# [EXERCISE REQUIREMENTS]
For the material below, output exactly the span from the line with "ignored by regeneration" to the line with "the site's look", including both, and nothing besides.

=====

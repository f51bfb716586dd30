//! # tqblog
//!
//! Regenerates a personal blog from a directory of article folders. Every
//! date on the site is shown in the Tranquility calendar, with the Gregorian
//! date alongside.
//!
//! # Architecture: Render, Then Export
//!
//! A blog root holds one folder per article. Each folder has a content
//! source and the `item.json` record left by its previous render:
//!
//! ```text
//! 1. Locate    root/          →  article folders   (folders with item.json)
//! 2. Render    folder         →  index.html + item.json, in parallel
//! 3. Sort      items          →  newest first
//! 4. Export    sorted items   →  homepage, archive, tags, JSON feed, Atom/RSS
//! ```
//!
//! Rendering one article is self-contained: it reads only its own folder and
//! writes only its own folder, so articles render concurrently on the rayon
//! pool. The exporters read the same sorted list and write disjoint paths, so
//! they run concurrently too.
//!
//! # Module Map
//!
//! | Module | Role |
//! |--------|------|
//! | [`scan`] | Finds article folders and their attachment files |
//! | [`article`] | Renders one article folder into a page and an [`item::Item`] |
//! | [`regenerate`] | Renders every article and runs the exporters |
//! | [`feed`] | Splits items into linked JSON Feed pages |
//! | [`archive`] | Groups items into Tranquility month sections |
//! | [`tags`] | Groups items by tag |
//! | [`syndication`] | Atom and RSS documents |
//! | [`item`] | The persisted per-article record |
//! | [`template`] | Tera page templates |
//! | [`markup`] | Headings and link lines shared by the list pages |
//! | [`sniff`] | Attachment MIME detection from content |
//! | [`tranquility`] | Gregorian to Tranquility calendar conversion |
//! | [`dates`] | RFC 3339 timestamps and dual-calendar date strings |
//! | [`config`] | `config.toml` loading, stock defaults, validation |
//! | [`output`] | CLI output formatting |
//!
//! # Design Decisions
//!
//! ## The Previous Render Is the Database
//!
//! There is no index file. An article exists when its folder holds an
//! `item.json`; that record keeps the title, tags and publish date across
//! renders. A folder without one is a draft and is ignored by regeneration
//! until it is rendered once on its own.
//!
//! ## User Templates, Built-In Markup
//!
//! Page chrome comes from a user-supplied Tera template so the site's look
//! lives with the content. The list markup inside the archive and tag pages
//! is generated with Maud so titles and URLs are always escaped.

pub mod archive;
pub mod article;
pub mod config;
pub mod dates;
pub mod feed;
pub mod item;
pub mod markup;
pub mod output;
pub mod regenerate;
pub mod scan;
pub mod sniff;
pub mod syndication;
pub mod tags;
pub mod template;
pub mod tranquility;

#[cfg(test)]
pub(crate) mod test_helpers;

=====

# [SOLUTION TO THIS EXERCISE]
//! renders. A folder without one is a draft and is ignored by regeneration
//! until it is rendered once on its own.
//!
//! ## User Templates, Built-In Markup
//!
//! Page chrome comes from a user-supplied Tera template so the site's look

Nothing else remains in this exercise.